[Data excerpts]
----

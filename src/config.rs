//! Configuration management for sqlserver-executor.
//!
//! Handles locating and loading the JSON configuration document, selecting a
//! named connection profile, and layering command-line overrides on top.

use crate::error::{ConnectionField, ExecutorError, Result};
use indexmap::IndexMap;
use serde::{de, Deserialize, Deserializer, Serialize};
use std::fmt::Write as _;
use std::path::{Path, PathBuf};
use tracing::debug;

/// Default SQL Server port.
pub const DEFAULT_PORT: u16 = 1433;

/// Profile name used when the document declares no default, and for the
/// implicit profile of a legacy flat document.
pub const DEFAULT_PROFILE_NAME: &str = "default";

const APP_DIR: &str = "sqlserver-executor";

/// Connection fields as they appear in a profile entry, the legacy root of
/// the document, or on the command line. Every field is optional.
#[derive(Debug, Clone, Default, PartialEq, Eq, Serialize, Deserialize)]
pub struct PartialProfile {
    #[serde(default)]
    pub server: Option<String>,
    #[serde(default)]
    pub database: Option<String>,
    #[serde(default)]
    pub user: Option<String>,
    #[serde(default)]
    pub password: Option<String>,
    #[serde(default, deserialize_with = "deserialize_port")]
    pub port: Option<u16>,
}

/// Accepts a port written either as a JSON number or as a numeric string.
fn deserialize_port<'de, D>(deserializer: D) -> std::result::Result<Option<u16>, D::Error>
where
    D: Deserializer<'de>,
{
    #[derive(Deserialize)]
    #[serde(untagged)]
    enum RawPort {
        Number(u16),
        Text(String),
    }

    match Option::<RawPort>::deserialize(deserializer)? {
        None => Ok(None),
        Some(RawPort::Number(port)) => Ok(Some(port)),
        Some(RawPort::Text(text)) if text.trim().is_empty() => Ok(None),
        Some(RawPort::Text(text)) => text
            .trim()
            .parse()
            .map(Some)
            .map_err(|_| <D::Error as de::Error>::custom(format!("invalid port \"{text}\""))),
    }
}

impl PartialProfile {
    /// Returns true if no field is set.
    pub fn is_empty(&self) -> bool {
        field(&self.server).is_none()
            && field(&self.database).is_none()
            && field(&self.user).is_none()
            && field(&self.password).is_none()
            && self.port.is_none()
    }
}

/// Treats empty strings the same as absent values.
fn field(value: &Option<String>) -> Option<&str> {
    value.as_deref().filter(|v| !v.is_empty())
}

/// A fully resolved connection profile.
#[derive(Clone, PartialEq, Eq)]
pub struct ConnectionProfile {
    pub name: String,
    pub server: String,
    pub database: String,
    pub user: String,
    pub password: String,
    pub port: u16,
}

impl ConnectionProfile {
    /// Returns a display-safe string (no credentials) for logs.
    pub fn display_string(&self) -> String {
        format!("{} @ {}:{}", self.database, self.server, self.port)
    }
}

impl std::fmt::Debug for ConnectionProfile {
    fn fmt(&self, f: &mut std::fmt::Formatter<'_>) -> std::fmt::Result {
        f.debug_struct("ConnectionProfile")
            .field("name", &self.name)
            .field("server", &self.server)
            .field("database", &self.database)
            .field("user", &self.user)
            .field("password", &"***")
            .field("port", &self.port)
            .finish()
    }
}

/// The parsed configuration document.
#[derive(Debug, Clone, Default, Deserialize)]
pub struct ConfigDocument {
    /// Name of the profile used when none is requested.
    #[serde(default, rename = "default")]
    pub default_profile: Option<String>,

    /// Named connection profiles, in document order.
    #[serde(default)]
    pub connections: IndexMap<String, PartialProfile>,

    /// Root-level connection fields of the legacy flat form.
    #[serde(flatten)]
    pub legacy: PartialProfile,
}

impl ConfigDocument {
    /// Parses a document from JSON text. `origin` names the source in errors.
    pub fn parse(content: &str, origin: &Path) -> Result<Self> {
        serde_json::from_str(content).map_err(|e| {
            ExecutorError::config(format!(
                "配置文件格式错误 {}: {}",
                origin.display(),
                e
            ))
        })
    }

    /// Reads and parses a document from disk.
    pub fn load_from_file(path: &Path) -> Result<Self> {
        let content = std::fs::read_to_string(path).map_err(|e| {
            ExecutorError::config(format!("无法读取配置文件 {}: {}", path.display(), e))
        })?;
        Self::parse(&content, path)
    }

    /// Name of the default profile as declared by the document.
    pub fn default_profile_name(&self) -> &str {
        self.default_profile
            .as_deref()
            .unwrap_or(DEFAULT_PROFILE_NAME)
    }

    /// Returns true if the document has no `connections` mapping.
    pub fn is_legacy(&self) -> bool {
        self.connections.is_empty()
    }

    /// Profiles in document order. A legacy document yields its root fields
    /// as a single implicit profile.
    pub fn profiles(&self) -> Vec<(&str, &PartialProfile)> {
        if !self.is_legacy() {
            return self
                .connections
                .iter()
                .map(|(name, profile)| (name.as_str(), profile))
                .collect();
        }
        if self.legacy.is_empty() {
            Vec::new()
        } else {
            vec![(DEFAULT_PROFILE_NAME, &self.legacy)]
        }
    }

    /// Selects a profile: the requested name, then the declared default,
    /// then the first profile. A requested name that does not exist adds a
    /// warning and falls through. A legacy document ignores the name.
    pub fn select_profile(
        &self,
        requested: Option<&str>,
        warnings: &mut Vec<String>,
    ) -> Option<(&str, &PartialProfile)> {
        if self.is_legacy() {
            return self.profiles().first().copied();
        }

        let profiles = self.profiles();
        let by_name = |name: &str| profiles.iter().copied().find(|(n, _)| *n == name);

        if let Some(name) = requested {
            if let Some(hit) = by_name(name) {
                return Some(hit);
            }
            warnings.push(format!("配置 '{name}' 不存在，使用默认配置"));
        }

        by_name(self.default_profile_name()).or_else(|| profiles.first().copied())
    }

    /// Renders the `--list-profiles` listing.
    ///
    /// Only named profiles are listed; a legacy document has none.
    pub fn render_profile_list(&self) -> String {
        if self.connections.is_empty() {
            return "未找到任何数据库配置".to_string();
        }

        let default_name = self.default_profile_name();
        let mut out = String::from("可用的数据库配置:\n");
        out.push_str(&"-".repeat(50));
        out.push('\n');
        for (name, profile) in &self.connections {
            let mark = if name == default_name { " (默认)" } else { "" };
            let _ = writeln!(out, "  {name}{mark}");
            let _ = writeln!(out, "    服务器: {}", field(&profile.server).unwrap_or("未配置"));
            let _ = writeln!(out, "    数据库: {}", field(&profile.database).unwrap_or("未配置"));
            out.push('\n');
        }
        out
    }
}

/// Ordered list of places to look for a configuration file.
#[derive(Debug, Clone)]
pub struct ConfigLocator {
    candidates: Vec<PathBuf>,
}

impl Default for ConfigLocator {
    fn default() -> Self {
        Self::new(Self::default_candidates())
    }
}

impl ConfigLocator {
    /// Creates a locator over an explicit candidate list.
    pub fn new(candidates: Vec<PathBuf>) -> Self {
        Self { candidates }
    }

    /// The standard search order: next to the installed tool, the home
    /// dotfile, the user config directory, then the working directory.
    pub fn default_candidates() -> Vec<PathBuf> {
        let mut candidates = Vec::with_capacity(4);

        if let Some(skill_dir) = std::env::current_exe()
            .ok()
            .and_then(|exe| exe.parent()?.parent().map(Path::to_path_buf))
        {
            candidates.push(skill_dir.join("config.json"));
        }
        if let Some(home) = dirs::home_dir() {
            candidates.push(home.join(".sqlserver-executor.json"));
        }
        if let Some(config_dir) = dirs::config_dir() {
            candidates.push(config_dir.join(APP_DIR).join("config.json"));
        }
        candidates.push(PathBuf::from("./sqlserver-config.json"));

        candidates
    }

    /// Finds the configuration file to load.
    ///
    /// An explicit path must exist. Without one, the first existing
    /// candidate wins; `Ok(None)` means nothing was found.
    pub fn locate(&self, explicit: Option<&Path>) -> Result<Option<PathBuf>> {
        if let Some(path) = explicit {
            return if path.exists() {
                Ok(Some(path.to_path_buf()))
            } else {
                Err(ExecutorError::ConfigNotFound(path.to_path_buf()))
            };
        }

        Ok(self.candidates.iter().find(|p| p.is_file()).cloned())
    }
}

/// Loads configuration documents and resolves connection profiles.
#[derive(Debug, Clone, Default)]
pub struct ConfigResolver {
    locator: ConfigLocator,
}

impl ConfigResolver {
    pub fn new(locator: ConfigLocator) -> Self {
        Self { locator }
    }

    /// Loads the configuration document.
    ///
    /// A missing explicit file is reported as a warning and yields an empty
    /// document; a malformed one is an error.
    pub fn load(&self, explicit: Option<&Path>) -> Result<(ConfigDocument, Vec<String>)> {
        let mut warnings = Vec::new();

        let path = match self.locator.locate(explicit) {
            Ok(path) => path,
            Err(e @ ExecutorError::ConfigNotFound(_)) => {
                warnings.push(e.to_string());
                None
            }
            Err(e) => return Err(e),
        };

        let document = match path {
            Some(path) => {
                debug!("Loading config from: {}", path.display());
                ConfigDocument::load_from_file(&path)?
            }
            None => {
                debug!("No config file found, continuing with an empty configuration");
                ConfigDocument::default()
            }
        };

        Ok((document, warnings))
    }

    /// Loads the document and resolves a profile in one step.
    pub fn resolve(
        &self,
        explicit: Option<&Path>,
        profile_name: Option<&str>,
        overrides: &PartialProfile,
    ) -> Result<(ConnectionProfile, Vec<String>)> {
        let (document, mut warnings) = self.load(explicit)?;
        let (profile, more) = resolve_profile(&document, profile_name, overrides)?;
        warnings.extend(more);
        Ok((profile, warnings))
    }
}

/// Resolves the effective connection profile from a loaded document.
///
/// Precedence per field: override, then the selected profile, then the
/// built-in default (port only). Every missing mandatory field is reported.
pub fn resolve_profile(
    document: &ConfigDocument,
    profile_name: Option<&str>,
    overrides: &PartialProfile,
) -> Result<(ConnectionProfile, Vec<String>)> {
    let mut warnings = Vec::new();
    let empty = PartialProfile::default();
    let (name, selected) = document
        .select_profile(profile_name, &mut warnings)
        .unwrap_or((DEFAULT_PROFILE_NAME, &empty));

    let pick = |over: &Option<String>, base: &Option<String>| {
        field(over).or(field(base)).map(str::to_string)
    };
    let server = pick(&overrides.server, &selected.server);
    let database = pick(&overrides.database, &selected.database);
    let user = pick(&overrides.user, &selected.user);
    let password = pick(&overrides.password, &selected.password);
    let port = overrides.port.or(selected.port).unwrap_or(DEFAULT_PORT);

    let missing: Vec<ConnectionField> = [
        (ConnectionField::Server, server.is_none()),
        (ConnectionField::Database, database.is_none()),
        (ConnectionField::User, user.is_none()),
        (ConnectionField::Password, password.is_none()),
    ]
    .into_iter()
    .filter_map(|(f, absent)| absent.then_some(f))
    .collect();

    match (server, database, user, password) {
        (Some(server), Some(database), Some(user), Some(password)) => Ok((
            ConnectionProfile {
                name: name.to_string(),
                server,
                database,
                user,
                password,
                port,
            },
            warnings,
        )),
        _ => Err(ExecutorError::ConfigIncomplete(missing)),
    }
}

----

Which lines of the records above hold the word "trim"? Copy each one out.

        Some(RawPort::Text(text)) if text.trim().is_empty() => Ok(None),
            .trim()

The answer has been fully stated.